It starts with my pal Big Al; “what’s your pain threshold like?” He knows someone who had to stop the procedure halfway through because it was just too much. Then another friend, Grace, chips in; “it can’t be worse than childbirth. Just remember to breathe in for 4 and out for 8”. Whoever first said, “it is better to give than to receive” had not thought this through when it comes to advice.
The hospital sends a helpful leaflet explaining that a cystoscopy is a ‘relatively painless process’. Like dysfunctional family weddings, it’s the ‘relative’ bit that always causes trouble.
Al comes over all philosophical. Like John Wayne in Stagecoach, and with a tear in his eye (I can’t decide if from shared experience or laughter) he says, “a man’s gotta do what a man’s gotta do.” Or something along those lines. I’m still grappling with the idea of John Wayne as an existentialist when it’s time to go. He’s right of course and with Annie prodding me in the back with a pointy stick, I square my shoulders and stride manfully into the hospital, reserving my best smile for the camera.
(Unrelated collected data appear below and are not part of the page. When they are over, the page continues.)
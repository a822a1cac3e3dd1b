//! Cooperative cancellation.
//!
//! The operator side sets the flag; the worker samples it between
//! macro-steps, before every step pulse and at each actuator poll. The flag
//! is level-triggered and never cleared: recovery runs under a new token.

use static_assertions::assert_impl_all;
use std::sync::Arc;
use std::sync::atomic::{AtomicBool, Ordering};

/// Shared cancel flag. Clones observe the same flag.
#[derive(Debug, Clone, Default)]
pub struct CancellationToken {
    flag: Arc<AtomicBool>,
}

assert_impl_all!(CancellationToken: Send, Sync, Clone);

impl CancellationToken {
    pub fn new() -> Self {
        Self::default()
    }

    /// Request cancellation. Idempotent.
    #[inline]
    pub fn request_cancel(&self) {
        self.flag.store(true, Ordering::SeqCst);
    }

    #[inline]
    pub fn is_cancelled(&self) -> bool {
        self.flag.load(Ordering::SeqCst)
    }
}
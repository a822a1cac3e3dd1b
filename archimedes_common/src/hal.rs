//! Hardware abstraction layer contract.
//!
//! This module contains the pieces shared between the HAL crate (which
//! implements drivers) and the control unit (which drives outputs):
//! pin identifiers and levels, the `OutputDriver` trait and `HalConfig`.

pub mod config;
pub mod driver;
pub mod types;
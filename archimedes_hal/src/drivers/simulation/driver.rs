//! Simulation driver implementation.
//!
//! `SimulationDriver` is a cheap handle over shared state. The HAL owns one
//! clone as the `OutputDriver`; tests keep another to read the pin table,
//! walk the journal and arm fault injection while a job runs.

use archimedes_common::hal::config::HalConfig;
use archimedes_common::hal::driver::{DriverDiagnostics, HalError, OutputDriver};
use archimedes_common::hal::types::{Level, PinId};
use parking_lot::Mutex;
use std::collections::{HashMap, HashSet, VecDeque};
use std::sync::Arc;
use tracing::{debug, info, trace, warn};

/// Default number of journal entries kept before the oldest are dropped.
const DEFAULT_JOURNAL_CAPACITY: usize = 65_536;

/// One recorded pin write.
#[derive(Debug, Clone, Copy, PartialEq, Eq)]
pub struct PinWrite {
    /// Monotonic write number, starting at 0 after `init()`.
    pub seq: u64,
    /// Pin written.
    pub pin: PinId,
    /// Level driven.
    pub level: Level,
}

#[derive(Debug, Default)]
struct PinState {
    level: Level,
    rising_edges: u64,
}

#[derive(Debug)]
struct SimState {
    pins: HashMap<PinId, PinState>,
    released: bool,
    journal: VecDeque<PinWrite>,
    journal_capacity: usize,
    seq: u64,
    faults: u64,
    failing_pins: HashSet<PinId>,
    /// Successful writes left before a one-shot injected fault.
    fault_countdown: Option<u64>,
}

impl SimState {
    fn new(journal_capacity: usize) -> Self {
        Self {
            pins: HashMap::new(),
            released: false,
            journal: VecDeque::new(),
            journal_capacity,
            seq: 0,
            faults: 0,
            failing_pins: HashSet::new(),
            fault_countdown: None,
        }
    }

    fn write(&mut self, pin: PinId, level: Level) -> Result<(), HalError> {
        if self.released || !self.pins.contains_key(&pin) {
            return Err(HalError::PinNotClaimed(pin));
        }
        if self.failing_pins.contains(&pin) {
            self.faults += 1;
            return Err(HalError::PortFault {
                pin,
                reason: "simulated line failure".to_string(),
            });
        }
        match self.fault_countdown {
            Some(0) => {
                self.fault_countdown = None;
                self.faults += 1;
                return Err(HalError::PortFault {
                    pin,
                    reason: "simulated transient fault".to_string(),
                });
            }
            Some(ref mut left) => *left -= 1,
            None => {}
        }
        self.record(pin, level);
        Ok(())
    }

    fn record(&mut self, pin: PinId, level: Level) {
        let Some(state) = self.pins.get_mut(&pin) else {
            return;
        };
        if state.level == Level::Low && level == Level::High {
            state.rising_edges += 1;
        }
        state.level = level;

        if self.journal.len() == self.journal_capacity {
            self.journal.pop_front();
        }
        self.journal.push_back(PinWrite {
            seq: self.seq,
            pin,
            level,
        });
        self.seq += 1;
    }
}

/// In-memory output driver.
#[derive(Debug, Clone)]
pub struct SimulationDriver {
    state: Arc<Mutex<SimState>>,
}

impl SimulationDriver {
    /// Create a new simulation driver instance.
    pub fn new() -> Self {
        Self::with_journal_capacity(DEFAULT_JOURNAL_CAPACITY)
    }

    /// Create a driver whose journal keeps at most `capacity` writes.
    pub fn with_journal_capacity(capacity: usize) -> Self {
        Self {
            state: Arc::new(Mutex::new(SimState::new(capacity.max(1)))),
        }
    }

    /// Make every write to `pin` fail until [`clear_faults`](Self::clear_faults).
    pub fn fail_pin(&self, pin: PinId) {
        self.state.lock().failing_pins.insert(pin);
    }

    /// Let `writes` more writes succeed, then fail exactly one.
    pub fn fail_after_writes(&self, writes: u64) {
        self.state.lock().fault_countdown = Some(writes);
    }

    /// Disarm all injected faults.
    pub fn clear_faults(&self) {
        let mut state = self.state.lock();
        state.failing_pins.clear();
        state.fault_countdown = None;
    }

    /// Current level of a claimed pin.
    pub fn level(&self, pin: PinId) -> Option<Level> {
        self.state.lock().pins.get(&pin).map(|p| p.level)
    }

    /// LOW-to-HIGH transitions seen on `pin`.
    pub fn rising_edges(&self, pin: PinId) -> u64 {
        self.state
            .lock()
            .pins
            .get(&pin)
            .map_or(0, |p| p.rising_edges)
    }

    /// Successful writes across all pins.
    pub fn total_writes(&self) -> u64 {
        self.state.lock().seq
    }

    /// Copy of the retained journal, oldest first.
    pub fn journal(&self) -> Vec<PinWrite> {
        self.state.lock().journal.iter().copied().collect()
    }

    /// Levels written to `pin`, oldest first, within the retained journal.
    pub fn writes_to(&self, pin: PinId) -> Vec<Level> {
        self.state
            .lock()
            .journal
            .iter()
            .filter(|w| w.pin == pin)
            .map(|w| w.level)
            .collect()
    }

    /// Drop the journal. Pin levels and counters are kept.
    pub fn clear_journal(&self) {
        self.state.lock().journal.clear();
    }

    /// `true` once `shutdown()` released the pins.
    pub fn is_released(&self) -> bool {
        self.state.lock().released
    }
}

impl Default for SimulationDriver {
    fn default() -> Self {
        Self::new()
    }
}

impl OutputDriver for SimulationDriver {
    fn name(&self) -> &'static str {
        "simulation"
    }

    fn version(&self) -> &'static str {
        env!("CARGO_PKG_VERSION")
    }

    fn init(&mut self, _config: &HalConfig, pins: &[PinId]) -> Result<(), HalError> {
        let mut state = self.state.lock();
        state.pins = pins.iter().map(|&p| (p, PinState::default())).collect();
        if state.pins.len() != pins.len() {
            return Err(HalError::InitFailed(format!(
                "duplicate pins in claim list {pins:?}"
            )));
        }
        state.released = false;
        state.journal.clear();
        state.seq = 0;
        info!("Simulation driver initialized with {} output pins", pins.len());
        Ok(())
    }

    fn set_level(&self, pin: PinId, level: Level) -> Result<(), HalError> {
        let result = self.state.lock().write(pin, level);
        match &result {
            Ok(()) => trace!(pin, %level, "sim write"),
            Err(e) => warn!(pin, %level, "sim write rejected: {e}"),
        }
        result
    }

    fn shutdown(&self) -> Result<(), HalError> {
        let mut state = self.state.lock();
        if state.released {
            return Ok(());
        }
        let mut claimed: Vec<PinId> = state.pins.keys().copied().collect();
        claimed.sort_unstable();
        // Injected faults model the hardware path; releasing lines always succeeds.
        for pin in claimed {
            state.record(pin, Level::Low);
        }
        state.released = true;
        debug!(writes = state.seq, faults = state.faults, "Simulation driver released");
        Ok(())
    }

    fn diagnostics(&self) -> Option<DriverDiagnostics> {
        let state = self.state.lock();
        Some(DriverDiagnostics {
            writes: state.seq,
            faults: state.faults,
            claimed_pins: state.pins.len(),
        })
    }
}
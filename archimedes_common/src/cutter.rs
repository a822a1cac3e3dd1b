//! Cut job types shared with the operator shell.

pub mod request;
pub mod state;
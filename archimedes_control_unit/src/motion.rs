//! Single-axis and actuator motion.

pub mod actuator;
pub mod axis;
pub mod profile;
pub mod pulse;
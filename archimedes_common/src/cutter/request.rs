//! Cut requests handed over by the operator shell.

use crate::machine::travel::TravelLimits;
use core::fmt;
use serde::{Deserialize, Serialize};
use thiserror::Error;

/// Cut dimension that failed the range check.
#[derive(Debug, Clone, Copy, PartialEq, Eq, Serialize, Deserialize)]
pub enum CutDimension {
    Horizontal,
    Vertical,
}

impl fmt::Display for CutDimension {
    fn fmt(&self, f: &mut fmt::Formatter<'_>) -> fmt::Result {
        match self {
            Self::Horizontal => write!(f, "horizontal"),
            Self::Vertical => write!(f, "vertical"),
        }
    }
}

/// A cut dimension outside the configured travel.
#[derive(Debug, Clone, Copy, PartialEq, Error)]
#[error("{dimension} cut of {value} in is outside {min}..={max} in")]
pub struct CutSizeError {
    pub dimension: CutDimension,
    pub value: f64,
    pub min: f64,
    pub max: f64,
}

/// Requested panel size, inches.
#[derive(Debug, Clone, Copy, PartialEq, Serialize, Deserialize)]
pub struct CutRequest {
    /// Width of the finished panel (X).
    pub horizontal_inches: f64,
    /// Height of the finished panel (Y).
    pub vertical_inches: f64,
}

impl CutRequest {
    pub fn new(horizontal_inches: f64, vertical_inches: f64) -> Self {
        Self {
            horizontal_inches,
            vertical_inches,
        }
    }

    /// Check both dimensions against the configured limits.
    ///
    /// NaN and infinities are rejected as out of range.
    pub fn check(&self, limits: &TravelLimits) -> Result<(), CutSizeError> {
        check_dimension(
            CutDimension::Horizontal,
            self.horizontal_inches,
            limits.min_horizontal,
            limits.max_horizontal,
        )?;
        check_dimension(
            CutDimension::Vertical,
            self.vertical_inches,
            limits.min_vertical,
            limits.max_vertical,
        )
    }
}

fn check_dimension(
    dimension: CutDimension,
    value: f64,
    min: f64,
    max: f64,
) -> Result<(), CutSizeError> {
    if value.is_finite() && (min..=max).contains(&value) {
        Ok(())
    } else {
        Err(CutSizeError {
            dimension,
            value,
            min,
            max,
        })
    }
}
“We meet again”. While I sign the consent form he explains the procedure; “we’ll do this quickly – it’s probably overkill, but I just want to make sure”. As I follow him into the cystoscopy suite I can’t help wondering how doctors choose their specialism. I can see the appeal of the more glamorous – or rather, what are considered more challenging fields – like brain surgery. Indeed, we often use ‘brain surgeon’ as a metaphor for superior intellect. But who would choose to become an urologist? Why? What was going through their mind when they ticked that particular box at med school?
I lay on the bed dressed in the ubiquitous hospital gown – and as a concession to the cold floor – I’m advised to keep my socks on. The shame of it. The world is divided into two sorts of men – those who wear socks with shorts and those who don’t. I’m a no-sock man, so imagine my discomfort at this particular combination.
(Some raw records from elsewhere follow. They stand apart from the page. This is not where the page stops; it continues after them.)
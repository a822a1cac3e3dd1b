//! HAL Core struct and output driver lifecycle.
//!
//! `HalCore` creates the configured driver, claims every output pin the
//! machine drives and hands out a shared port to the motion layer. Dropping
//! it drives every claimed pin LOW.

use archimedes_common::config::MachineConfig;
use archimedes_common::hal::driver::{DriverDiagnostics, HalError, OutputDriver};
use archimedes_common::hal::types::PinId;
use std::sync::Arc;
use std::sync::atomic::{AtomicBool, Ordering};
use tracing::{info, warn};

use crate::driver_registry::DriverRegistry;

/// HAL Core owns the active output driver.
pub struct HalCore {
    /// Active driver, shared with axis and actuator drivers.
    driver: Arc<dyn OutputDriver>,
    /// Pins claimed at init
    pins: Vec<PinId>,
    /// Set once the driver has been shut down
    shut_down: AtomicBool,
}

impl HalCore {
    /// Create and initialize the driver named in `config.hal.driver`.
    ///
    /// # Errors
    /// `HalError::DriverNotFound` for an unknown driver name, or any error
    /// the driver reports from `init()`.
    pub fn new(config: &MachineConfig, registry: &DriverRegistry) -> Result<Self, HalError> {
        let driver = registry.create_driver(&config.hal.driver)?;
        Self::with_driver(driver, config)
    }

    /// Initialize an already constructed driver.
    pub fn with_driver(
        mut driver: Box<dyn OutputDriver>,
        config: &MachineConfig,
    ) -> Result<Self, HalError> {
        config
            .validate()
            .map_err(|e| HalError::ConfigError(e.to_string()))?;

        let pins = config.output_pins();
        info!(
            "Initializing driver {} v{} with {} output pins",
            driver.name(),
            driver.version(),
            pins.len()
        );
        driver.init(&config.hal, &pins)?;

        Ok(Self {
            driver: Arc::from(driver),
            pins,
            shut_down: AtomicBool::new(false),
        })
    }

    /// Shared output port.
    pub fn port(&self) -> Arc<dyn OutputDriver> {
        Arc::clone(&self.driver)
    }

    /// Name of the active driver.
    pub fn driver_name(&self) -> &'static str {
        self.driver.name()
    }

    /// Pins claimed at init, in configuration order.
    pub fn claimed_pins(&self) -> &[PinId] {
        &self.pins
    }

    /// Driver diagnostics, if the driver reports any.
    pub fn diagnostics(&self) -> Option<DriverDiagnostics> {
        self.driver.diagnostics()
    }

    /// Drive every claimed pin LOW and release the driver. Idempotent.
    pub fn shutdown(&self) -> Result<(), HalError> {
        if self.shut_down.swap(true, Ordering::SeqCst) {
            return Ok(());
        }
        if let Some(diag) = self.driver.diagnostics() {
            info!(
                writes = diag.writes,
                faults = diag.faults,
                "Shutting down {} driver",
                self.driver.name()
            );
        }
        self.driver.shutdown()
    }
}

impl Drop for HalCore {
    fn drop(&mut self) {
        if let Err(e) = self.shutdown() {
            warn!("Output driver shutdown failed: {e}");
        }
    }
}
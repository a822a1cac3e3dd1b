//! GPIO character-device driver.
//!
//! Requests every machine pin as an output line on `[hal] chip` through the
//! `gpiod` crate. Header pins are translated to line offsets with
//! `[hal] line_map` before anything is opened.

mod driver;

pub use driver::{GpiodDriver, resolve_lines};

use archimedes_common::hal::driver::OutputDriver;

/// Factory function to create a gpiod driver instance.
pub fn create_driver() -> Box<dyn OutputDriver> {
    Box::new(GpiodDriver::new())
}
I am extremely nervous, Big Al’s words hanging heavy on my mind. Two nurses hover round the bed. One distracts me with innocuous comments about the weather while the other suddenly whips the bottom of the gown away. Are there no humiliations left? Cold gel is applied to my nether regions and it begins. He is incredibly quick – and it’s not as painful as I imagined. But it is very uncomfortable. And then it’s over. He utters the magic words; “your bladder is fine – I don’t need to see you again”. I don’t know if I really believed that I might have cancer of the bladder; my head is just a mess of different conditions and diagnoses at the moment. I’ll have a good Spring clean sometime.
I hobble back to the car – now it hurts. OMG; this is really something else. I guess anyone who’s passed a stone or had cystitis will know the feeling. I haven’t – so this is new one on me. Forget all those ‘100 things to do before you die’ lists. I’m going to start a new one; ‘100 procedures to have before you die’. Cystoscopy – tick.
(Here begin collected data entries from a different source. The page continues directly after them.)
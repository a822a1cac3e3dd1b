//! Pin identifiers and output levels.

use core::fmt;
use core::str::FromStr;
use serde::{Deserialize, Serialize};

/// Output line number as understood by the active driver.
pub type PinId = u16;

/// Logic level of a digital output.
#[derive(Debug, Clone, Copy, PartialEq, Eq, Hash, Default, Serialize, Deserialize)]
#[serde(rename_all = "lowercase")]
pub enum Level {
    /// Pin driven low (released).
    #[default]
    Low,
    /// Pin driven high.
    High,
}

impl Level {
    /// The opposite level.
    #[inline]
    pub const fn inverse(self) -> Self {
        match self {
            Self::Low => Self::High,
            Self::High => Self::Low,
        }
    }

    /// `true` for `High`.
    #[inline]
    pub const fn is_high(self) -> bool {
        matches!(self, Self::High)
    }
}

impl From<bool> for Level {
    fn from(value: bool) -> Self {
        if value { Self::High } else { Self::Low }
    }
}

impl fmt::Display for Level {
    fn fmt(&self, f: &mut fmt::Formatter<'_>) -> fmt::Result {
        match self {
            Self::Low => write!(f, "LOW"),
            Self::High => write!(f, "HIGH"),
        }
    }
}

impl FromStr for Level {
    type Err = String;
    fn from_str(s: &str) -> Result<Self, Self::Err> {
        match s.to_ascii_lowercase().as_str() {
            "low" | "0" => Ok(Self::Low),
            "high" | "1" => Ok(Self::High),
            _ => Err(format!("unknown level: {s:?}, expected \"low\" or \"high\"")),
        }
    }
}
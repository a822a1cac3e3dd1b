//! Driver registry for output drivers.
//!
//! Provides a `DriverRegistry` struct for registering and retrieving driver
//! factories. Constructed at startup and passed to `HalCore` by reference.

use archimedes_common::hal::driver::{DriverFactory, HalError, OutputDriver};
use std::collections::HashMap;

/// Registry of available output drivers.
pub struct DriverRegistry {
    factories: HashMap<&'static str, DriverFactory>,
}

impl DriverRegistry {
    /// Create an empty registry.
    pub fn new() -> Self {
        Self {
            factories: HashMap::new(),
        }
    }

    /// Registry with every built-in driver.
    pub fn with_builtin_drivers() -> Self {
        let mut registry = Self::new();
        crate::drivers::register_all_drivers(&mut registry);
        registry
    }

    /// Register a driver factory.
    ///
    /// # Panics
    /// Panics if a driver with the same name is already registered.
    pub fn register(&mut self, name: &'static str, factory: DriverFactory) {
        if self.factories.contains_key(name) {
            panic!("Driver '{name}' is already registered");
        }
        self.factories.insert(name, factory);
    }

    /// Get a driver factory by name.
    pub fn get_factory(&self, name: &str) -> Option<DriverFactory> {
        self.factories.get(name).copied()
    }

    /// Create a driver instance by name.
    ///
    /// # Errors
    /// Returns `HalError::DriverNotFound` if no driver with the given name is registered.
    pub fn create_driver(&self, name: &str) -> Result<Box<dyn OutputDriver>, HalError> {
        let factory = self
            .get_factory(name)
            .ok_or_else(|| HalError::DriverNotFound(name.to_string()))?;
        Ok(factory())
    }

    /// List all registered driver names, sorted.
    pub fn list_drivers(&self) -> Vec<&'static str> {
        let mut names: Vec<_> = self.factories.keys().copied().collect();
        names.sort_unstable();
        names
    }
}

impl Default for DriverRegistry {
    fn default() -> Self {
        Self::new()
    }
}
It’s been a week now, but I think it fair to say that the voice procedure has not worked. Or rather – has not worked to the extent that I could appear on a talent show confident of walking away with the prize for best Ethel Merman impression. Or any competition for that matter, that requires speaking out loud. There may be a slight improvement but I can’t detect it. Annie hears “no discernable difference”. Others might though. Particularly those who want to.
A piece on the BBC news today about optimism; the brain filters out bad news and keeps us optimistic. I don’t particularly see myself as an optimist – and I’m not alone in that. Researchers report that “80% of people were optimists, even if they would not label themselves as such”. I’ll buy that. It’s the only way I can explain my behaviour over the past 5 years. There are days when I could land the part of the Black Knight in Monty Python and the Holy Grail – “it’s only a flesh wound”.
We keep going in the face of all sorts of adversity because the brain lulls us into a false sense of security. I see evidence of this each day that I cycle to work. I wrote previously (The wind is our mountains, June 24th 2011.) about a bridge I have to cross and how difficult it becomes on the way home, in the face of the prevailing Westerly. From my office window I see the trees bowed and humbled by the wind. The evidence is there before my eyes. And yet, as I set off – I always image that as I approach the bridge, the wind will have miraculously changed direction. It never does – and I never stop imagining that it might.
There must be some evolutionary benefit to this behaviour, but it has a downside – we tend to underestimate risk. The researchers also suggest that ‘smoking kills’ messages don’t work because people think their own chances of getting cancer are low.
And likewise, I continue to think that eventually my voice will be sorted out. I’ve seen evidence that shows, for a lot of people with vocal palsy, these procedures simply don’t work. But like the smokers – I assume it doesn’t apply in my case. Is it optimism or naïveté? I guess it doesn’t matter – my brain is telling me it will be so.
The new procedure was the not the pain-free option I first assumed it to be. The effects of sticking a needle in my throat became apparent after about three days. But the spirit of the Black Knight (who just happened to bump into Oliver Twist) prevails. I put my hand out; “Please Sir, I want some more.” A man really does have to do what a man has to do – the brain says so.